I just finished White Night by Jim Butcher. It was good--lots of explosions and cool magic and such--but sometimes when I'm reading a new book in a lengthy series, the nuances of the world get muddled in my head. I remember who all the key characters are, but I forget the inner workings of different groups of people. This series, over the past several books, has had an ongoing war between the vampires and the wizards, and at this point I've forgotten who started the war, how, and why. One of Butcher's strengths, though, is his character development, and this book didn't dissappoint. Harry Dresden is a flawed and deeply conflicted character, and that makes him unpredictable. Love that. One of these days I'll have to go back and re-read them all.

Re-reading books. There seem to be two camps, those that do and those that don't. Last Sunday I caught Stephen King's The Stand on the sci-fi channel. Ken watched a bit and said "I remember the basic premise but not the details" and I said "This follows the book almost perfectly, most of the dialogue is even the same." Ken couldn't believe I remembered the dialogue that well. When I told him I'd read The Stand at least ten times, he was like, "Why? What's the point? You know what will happen. The time is better spent reading a new book." I maintain that that is not always the case. There's something comforting about reading a book you've read before. There are still surprises, because every time I re-read a book I discover something I missed before or I see a character in a different light. The characters are like old friends, maybe, the ones that you don't talk to for three years, then pick up the phone and you talk like no time has passed. I can't wait to re-read the Harry Potter books this summer. However, I've told myself that I can't start them until I have queries for my YA book out to ten agents.

I'm starting Without Remorse by Tom Clancy tonight. My husband and I watched The Sum of All Fears with Ben Affleck the other night. Liev Schreiber played Jack Clark, the badass uber-assassin. Ken mentioned that Without Remorse is all about Clark, said he really like it, and I should read it. "What the hell," I said. "I'll give it a go." I am a fan of the international-espionage books--Robert Ludlum being my fave--and so it's not inconceivable that I'll enjoy it. It must be said, though, that I've tried Clancy in the past, and I can never make it past the first few chapters. They tend to be massive info-dumps and it's hard for my braid to eat all that technical/weapons/international relations jargon without throwing the book aside in disgust.


Paul Genesse said...


I've read a few books more than once, but nowadays I prefer to read new stuff. I just don't feel like I have enough time to reread the same stuff, though I agree with your post. I wonder if I'll reread some books from my teenage years at some point. I wonder if I'd like them this time around? Probably not all of them.
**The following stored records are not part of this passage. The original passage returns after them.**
//! Error type shared by every fallible construction path of the crate.
//!
//! Traversal itself never fails: it assumes a well-formed tree, which is what
//! [`Bvh::validate`](crate::bvh::Bvh::validate) checks for.

use thiserror::Error;

/// Errors raised while extracting geometry, building, validating or packing a hierarchy.
#[derive(Debug, Clone, PartialEq, Error)]
pub enum BvhError {
    /// The index buffer does not describe whole triangles.
    #[error("index buffer length {len} is not a multiple of 3")]
    MalformedIndexBuffer { len: usize },

    /// A triangle references a vertex that does not exist.
    #[error("vertex index {index} is out of range for {vertex_count} vertices")]
    VertexIndexOutOfRange { index: u32, vertex_count: usize },

    /// The per-primitive input arrays of a build disagree in length.
    #[error("got {aabbs} primitive boxes but {centers} centroids")]
    MismatchedInput { aabbs: usize, centers: usize },

    /// The build configuration cannot produce a tree.
    #[error("invalid build options: {0}")]
    InvalidOptions(String),

    /// The tree does not honor the builder contract.
    #[error("malformed tree at node {node}: {reason}")]
    InvalidTree { node: usize, reason: String },

    /// An index does not fit the bits reserved for it in a packed node.
    #[error("index {index} does not fit in {bits} bits")]
    IndexOverflow { index: u64, bits: u32 },

    /// An inner node has more children than a packed node can describe.
    #[error("node {node} has {count} children, at most {max} can be packed")]
    TooManyChildren { node: usize, count: u32, max: u32 },

    /// An instance references a mesh that was never added.
    #[error("mesh index {mesh_index} is out of range for {mesh_count} meshes")]
    UnknownMesh { mesh_index: u32, mesh_count: usize },

    /// An instance references an instance slot that does not exist.
    #[error("instance index {instance_index} is out of range for {instance_count} instances")]
    UnknownInstance {
        instance_index: usize,
        instance_count: usize,
    },

    /// An instance transform cannot be inverted.
    #[error("instance transform is not invertible")]
    SingularTransform,
}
I've been watching The Dresden Files on Sci-Fi and plan on reading Jim Butcher at some point. Kerrie Hughes loves his books.

Did you look over the galleys for The Black Seraph? I haven't managed to read any stories yet--aside form my own. No errors.
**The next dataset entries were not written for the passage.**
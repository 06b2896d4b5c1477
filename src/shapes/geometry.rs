//! Extraction of triangles, boxes and centroids from mesh buffers.

#[cfg(feature = "rayon")]
use rayon::prelude::*;

use crate::aabb::{Aabb, Bounded};
use crate::error::BvhError;
use crate::shapes::Triangle;
use crate::Point3;

/// The flat per-primitive arrays a hierarchy is built from. `aabbs[i]` and `centers[i]`
/// describe `triangles[i]`. Derived once per mesh and immutable afterwards.
#[derive(Debug, Clone, Default, PartialEq)]
pub struct Geometry {
    /// The triangles, in index buffer order.
    pub triangles: Vec<Triangle>,
    /// Bounding box of every triangle.
    pub aabbs: Vec<Aabb>,
    /// Centroid of every triangle.
    pub centers: Vec<Point3>,
}

impl Geometry {
    /// Assembles one triangle per three indices of `indices`, looking the vertices up in
    /// `positions`.
    ///
    /// # Errors
    /// [`BvhError::MalformedIndexBuffer`] if `indices.len()` is not a multiple of 3, and
    /// [`BvhError::VertexIndexOutOfRange`] if an index does not name a vertex.
    ///
    /// # Examples
    /// ```
    /// use photon_bvh::shapes::Geometry;
    /// use photon_bvh::{BvhError, Point3};
    ///
    /// let positions = [
    ///     Point3::new(0.0, 0.0, 0.0),
    ///     Point3::new(1.0, 0.0, 0.0),
    ///     Point3::new(0.0, 1.0, 0.0),
    ///     Point3::new(1.0, 1.0, 0.0),
    /// ];
    /// let geometry = Geometry::from_indexed(&positions, &[0, 1, 2, 2, 1, 3]).unwrap();
    /// assert_eq!(geometry.len(), 2);
    ///
    /// let error = Geometry::from_indexed(&positions, &[0, 1]).unwrap_err();
    /// assert_eq!(error, BvhError::MalformedIndexBuffer { len: 2 });
    /// ```
    pub fn from_indexed(positions: &[Point3], indices: &[u32]) -> Result<Geometry, BvhError> {
        if indices.len() % 3 != 0 {
            return Err(BvhError::MalformedIndexBuffer { len: indices.len() });
        }

        let vertex = |index: u32| {
            positions
                .get(index as usize)
                .copied()
                .ok_or(BvhError::VertexIndexOutOfRange {
                    index,
                    vertex_count: positions.len(),
                })
        };

        let triangles = indices
            .chunks_exact(3)
            .map(|face| Ok(Triangle::new(vertex(face[0])?, vertex(face[1])?, vertex(face[2])?)))
            .collect::<Result<Vec<_>, BvhError>>()?;

        Ok(Geometry::from_triangles(triangles))
    }

    /// Derives the boxes and centroids of already assembled triangles.
    pub fn from_triangles(triangles: Vec<Triangle>) -> Geometry {
        #[cfg(feature = "rayon")]
        let (aabbs, centers) = triangles
            .par_iter()
            .map(|triangle| (triangle.aabb(), triangle.center()))
            .unzip();

        #[cfg(not(feature = "rayon"))]
        let (aabbs, centers) = triangles
            .iter()
            .map(|triangle| (triangle.aabb(), triangle.center()))
            .unzip();

        Geometry {
            triangles,
            aabbs,
            centers,
        }
    }

    /// Number of triangles.
    pub fn len(&self) -> usize {
        self.triangles.len()
    }

    /// Returns true if there are no triangles.
    pub fn is_empty(&self) -> bool {
        self.triangles.is_empty()
    }

    /// Union of all triangle boxes.
    pub fn bounds(&self) -> Aabb {
        self.aabbs
            .iter()
            .fold(Aabb::empty(), |bounds, aabb| bounds.join(aabb))
    }
}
Well, here's to both our stories going to the publisher on May 15!

Kelly McCullough said...


I do a lot of rereading, both because I enjoy it and because it's a fabulous exercise for a writer. With really good books (and I don't reread the ones that aren't) I always learn new things when I read them again. Two passes is the minimum because you need to read a book a second time knowing what's supposed to happen in order to understand how it happens from a writerly perspective.

Kelly Swails said...

Paul: yeah, I don't re-read much anymore because of time contraints, either. Every once in a while I re-read a book from my teenage years and I'm usually little disappointed because it doesn't speak to me like it once did. Which, I think, is an important lesson for an author--you can only write the best story that you can; the rest is up to the reader. If one reader doesn't like it isn't necessarily a reflection of your talent; it could be a reflection of their life experience. And as for Pirates, I've only looked over my story. I found a few errors that will easily be fixed. I think I almost prefer to wait until the book come out to read the others ... but my willpower may not hold.
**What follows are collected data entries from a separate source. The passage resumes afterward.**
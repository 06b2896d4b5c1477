//! The compressed node layout and the compressed hierarchy.

use std::mem::size_of;
use std::ops::Range;

use log::debug;

use crate::aabb::Aabb;
use crate::bvh::{intersect_primitives, Bvh, BvhNode, Hit, TraversalStack};
use crate::cbvh::{dequantize_aabb, quantize_aabb, QuantizedAabb, Quantum};
use crate::error::BvhError;
use crate::ray::Ray;
use crate::shapes::Intersect;
use crate::INVALID_INDEX;

/// Bits of the second node word holding the first child or first primitive index.
pub const FIRST_INDEX_BITS: u32 = 28;

/// Largest index that fits [`FIRST_INDEX_BITS`].
pub const MAX_FIRST_INDEX: u32 = (1 << FIRST_INDEX_BITS) - 1;

/// Largest number of children an inner node can have in the remaining high bits.
pub const MAX_CHILDREN_COUNT: u32 = (1 << (32 - FIRST_INDEX_BITS)) - 1;

/// Largest primitive count of a leaf.
pub const MAX_PRIMITIVE_COUNT: u32 = (1 << 31) - 1;

/// A node with its box quantized relative to its parent's box.
///
/// ```text
/// word0: bit 0 = is_leaf, bits 1..32 = primitive_count
/// word1: bits 0..28 = first primitive index (leaf) or first child index (inner)
///        bits 28..32 = children_count (inner), zero for leaves
/// ```
///
/// With `u8` coordinates the node takes 16 bytes: six codes, two bytes of padding and the
/// two words. With `u16` coordinates the codes fill 12 bytes and the node takes 20.
#[derive(Debug, Copy, Clone, PartialEq, Eq, Default)]
#[repr(C)]
pub struct CompressedNode<Q: Quantum> {
    /// Box relative to the parent's reconstructed box.
    pub qaabb: QuantizedAabb<Q>,
    /// Leaf flag and primitive count.
    pub word0: u32,
    /// First index and children count.
    pub word1: u32,
}

impl<Q: Quantum> CompressedNode<Q> {
    /// Packs a leaf.
    pub fn leaf(
        qaabb: QuantizedAabb<Q>,
        first_primitive_index: u32,
        primitive_count: u32,
    ) -> Result<CompressedNode<Q>, BvhError> {
        let (word0, word1) = leaf_words(first_primitive_index, primitive_count)?;
        Ok(CompressedNode { qaabb, word0, word1 })
    }

    /// Packs an inner node.
    pub fn internal(
        qaabb: QuantizedAabb<Q>,
        first_child_index: u32,
        children_count: u32,
    ) -> Result<CompressedNode<Q>, BvhError> {
        let (word0, word1) = internal_words(first_child_index, children_count)?;
        Ok(CompressedNode { qaabb, word0, word1 })
    }

    #[inline(always)]
    pub fn is_leaf(&self) -> bool {
        self.word0 & 1 != 0
    }

    #[inline(always)]
    pub fn primitive_count(&self) -> u32 {
        self.word0 >> 1
    }

    #[inline(always)]
    pub fn first_index(&self) -> u32 {
        self.word1 & MAX_FIRST_INDEX
    }

    #[inline(always)]
    pub fn children_count(&self) -> u32 {
        if self.is_leaf() {
            0
        } else {
            self.word1 >> FIRST_INDEX_BITS
        }
    }

    /// Range of child node indices. Empty for leaves.
    #[inline(always)]
    pub fn children(&self) -> Range<usize> {
        let first = self.first_index() as usize;
        first..first + self.children_count() as usize
    }

    /// Range of primitive permutation slots. Empty for inner nodes.
    #[inline(always)]
    pub fn primitives(&self) -> Range<usize> {
        let first = self.first_index() as usize;
        first..first + self.primitive_count() as usize
    }

    /// Appends the `#[repr(C)]` image of this node, padding zeroed, in little endian.
    pub fn write_bytes(&self, bytes: &mut Vec<u8>) {
        let start = bytes.len();
        bytes.extend_from_slice(bytemuck::cast_slice(&self.qaabb.min));
        bytes.extend_from_slice(bytemuck::cast_slice(&self.qaabb.max));
        // Native endianness of the codes only matters for `u16` on big endian hosts.
        if cfg!(target_endian = "big") && size_of::<Q>() > 1 {
            for code in bytes[start..].chunks_exact_mut(size_of::<Q>()) {
                code.reverse();
            }
        }
        while (bytes.len() - start) % 4 != 0 {
            bytes.push(0);
        }
        bytes.extend_from_slice(&self.word0.to_le_bytes());
        bytes.extend_from_slice(&self.word1.to_le_bytes());
    }
}

fn check_first_index(index: u32) -> Result<(), BvhError> {
    if index > MAX_FIRST_INDEX {
        return Err(BvhError::IndexOverflow {
            index: index as u64,
            bits: FIRST_INDEX_BITS,
        });
    }
    Ok(())
}

fn leaf_words(first_primitive_index: u32, primitive_count: u32) -> Result<(u32, u32), BvhError> {
    check_first_index(first_primitive_index)?;
    if primitive_count > MAX_PRIMITIVE_COUNT {
        return Err(BvhError::IndexOverflow {
            index: primitive_count as u64,
            bits: 31,
        });
    }
    Ok((1 | (primitive_count << 1), first_primitive_index))
}

fn internal_words(first_child_index: u32, children_count: u32) -> Result<(u32, u32), BvhError> {
    check_first_index(first_child_index)?;
    if children_count > MAX_CHILDREN_COUNT {
        return Err(BvhError::IndexOverflow {
            index: children_count as u64,
            bits: 32 - FIRST_INDEX_BITS,
        });
    }
    Ok((0, first_child_index | (children_count << FIRST_INDEX_BITS)))
}

/// Packs the `(word0, word1)` pair of `node`, the layout shared by [`CompressedNode`] and
/// the full precision upload nodes.
pub fn pack_node_words(node: &BvhNode) -> Result<(u32, u32), BvhError> {
    match *node {
        BvhNode::Leaf {
            first_primitive_index,
            primitive_count,
            ..
        } => leaf_words(first_primitive_index, primitive_count),
        BvhNode::Internal {
            first_child_index,
            children_count,
            ..
        } => internal_words(first_child_index, children_count),
    }
}

/// A [`Bvh`] with every node box stored relative to the box of its parent.
///
/// Only the root box is kept in full precision. Node boxes are reconstructed top-down
/// during traversal: every stack entry carries the reconstructed box of its node, which
/// is the parent box its children are decoded against.
#[derive(Debug, Clone, PartialEq)]
pub struct CompressedBvh<Q: Quantum> {
    /// Full precision box of the root, which has no parent to be quantized against.
    pub root_aabb: Aabb,

    /// The compressed nodes, in the same order as the source [`Bvh`].
    pub nodes: Vec<CompressedNode<Q>>,

    /// The primitive permutation, copied from the source [`Bvh`].
    pub primitive_indices: Vec<u32>,
}

impl<Q: Quantum> CompressedBvh<Q> {
    /// Compresses `bvh`.
    ///
    /// A first pass computes the parent of every node. The second pass walks the nodes in
    /// array order, which visits parents before children, and quantizes every node
    /// against the reconstructed box of its parent. The root is quantized against
    /// `root_aabb`. Reconstructed boxes are conservative, so they contain the original
    /// node boxes and traversal never misses a primitive the source tree would find.
    ///
    /// # Errors
    /// [`BvhError::InvalidTree`] if a child is not stored after its parent,
    /// [`BvhError::IndexOverflow`] or [`BvhError::TooManyChildren`] if a node does not fit
    /// the packed words.
    pub fn compress(bvh: &Bvh) -> Result<CompressedBvh<Q>, BvhError> {
        for (index, node) in bvh.nodes.iter().enumerate() {
            if node.children().end > bvh.nodes.len() {
                return Err(BvhError::InvalidTree {
                    node: index,
                    reason: format!("child range {:?} out of bounds", node.children()),
                });
            }
            if let BvhNode::Internal { children_count, .. } = *node {
                if children_count > MAX_CHILDREN_COUNT {
                    return Err(BvhError::TooManyChildren {
                        node: index,
                        count: children_count,
                        max: MAX_CHILDREN_COUNT,
                    });
                }
            }
        }

        let root_aabb = bvh.root_aabb();
        let parents = bvh.parents();

        let mut decoded = Vec::with_capacity(bvh.nodes.len());
        let mut nodes = Vec::with_capacity(bvh.nodes.len());
        for (index, node) in bvh.nodes.iter().enumerate() {
            let parent_aabb = match parents[index] {
                INVALID_INDEX if index == 0 => root_aabb,
                parent if parent != INVALID_INDEX && (parent as usize) < index => {
                    decoded[parent as usize]
                }
                _ => {
                    return Err(BvhError::InvalidTree {
                        node: index,
                        reason: "node is not stored after a parent".into(),
                    })
                }
            };

            let qaabb = quantize_aabb::<Q>(&parent_aabb, node.aabb());
            decoded.push(dequantize_aabb(&parent_aabb, &qaabb));
            let compressed = match *node {
                BvhNode::Leaf {
                    first_primitive_index,
                    primitive_count,
                    ..
                } => CompressedNode::leaf(qaabb, first_primitive_index, primitive_count),
                BvhNode::Internal {
                    first_child_index,
                    children_count,
                    ..
                } => CompressedNode::internal(qaabb, first_child_index, children_count),
            }?;
            nodes.push(compressed);
        }

        let cbvh = CompressedBvh {
            root_aabb,
            nodes,
            primitive_indices: bvh.primitive_indices.clone(),
        };
        debug!(
            "compressed {} nodes from {} to {} bytes",
            cbvh.nodes.len(),
            bvh.nodes.len() * size_of::<BvhNode>(),
            cbvh.nodes.len() * size_of::<CompressedNode<Q>>()
        );
        Ok(cbvh)
    }

    /// Returns true if the tree references no primitives.
    pub fn is_empty(&self) -> bool {
        self.primitive_indices.is_empty()
    }

    /// Reconstructs the boxes of all nodes in one top-down pass.
    pub fn node_aabbs(&self) -> Vec<Aabb> {
        let mut aabbs = vec![Aabb::empty(); self.nodes.len()];
        if let Some(root) = self.nodes.first() {
            aabbs[0] = dequantize_aabb(&self.root_aabb, &root.qaabb);
        }
        for (index, node) in self.nodes.iter().enumerate() {
            for child in node.children() {
                aabbs[child] = dequantize_aabb(&aabbs[index], &self.nodes[child].qaabb);
            }
        }
        aabbs
    }

    /// Reconstructs the box of the node at `index`, decoding the path from the root.
    pub fn node_aabb(&self, index: usize) -> Aabb {
        let mut parents = vec![INVALID_INDEX; self.nodes.len()];
        for (parent, node) in self.nodes.iter().enumerate() {
            for child in node.children() {
                parents[child] = parent as u32;
            }
        }
        let mut path = vec![index];
        while let Some(&parent) = parents.get(*path.last().unwrap_or(&0)) {
            if parent == INVALID_INDEX {
                break;
            }
            path.push(parent as usize);
        }
        path.iter().rev().fold(self.root_aabb, |parent, node| {
            dequantize_aabb(&parent, &self.nodes[*node].qaabb)
        })
    }

    /// Finds the closest intersection of `ray` with `primitives`, like [`Bvh::intersect`].
    pub fn intersect<P: Intersect>(&self, ray: &mut Ray, primitives: &[P]) -> Hit {
        let mut hit = Hit::default();
        if self.is_empty() {
            return hit;
        }

        let mut stack = TraversalStack::<(u32, Aabb)>::new();
        stack.push((0, dequantize_aabb(&self.root_aabb, &self.nodes[0].qaabb)));
        while let Some((node_index, aabb)) = stack.pop() {
            if !ray.intersects_aabb(&aabb).did_intersect() {
                continue;
            }
            let node = &self.nodes[node_index as usize];
            if node.is_leaf() {
                intersect_primitives(
                    &self.primitive_indices[node.primitives()],
                    ray,
                    primitives,
                    &mut hit,
                );
            } else {
                for child in node.children() {
                    stack.push((child as u32, dequantize_aabb(&aabb, &self.nodes[child].qaabb)));
                }
            }
        }
        hit
    }

    /// The node array as uploaded to the GPU: every node in its `#[repr(C)]` layout.
    pub fn to_bytes(&self) -> Vec<u8> {
        let mut bytes = Vec::with_capacity(self.nodes.len() * size_of::<CompressedNode<Q>>());
        for node in &self.nodes {
            node.write_bytes(&mut bytes);
        }
        bytes
    }

    /// The primitive permutation as uploaded to the GPU.
    pub fn primitive_index_bytes(&self) -> &[u8] {
        bytemuck::cast_slice(&self.primitive_indices)
    }
}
Y: Yeah, that was a point one of my creative writing teachers made: a writer should read a book twice, once as a reader for enjoyment, once as a writer to study the craft of the novel. It's good advice that I should practice more often, because often what I do now is read a new book as a writer. This usually manages to to mangle the enjoyment of the book.

Kelly Swails said...

I've finally figured out a decent analogy for reading a book as a reader and writer all at once. It's like being on a road trip and trying to take in the scenery while looking at the map. You miss the cool rock formation to your left and you lose your place on the map.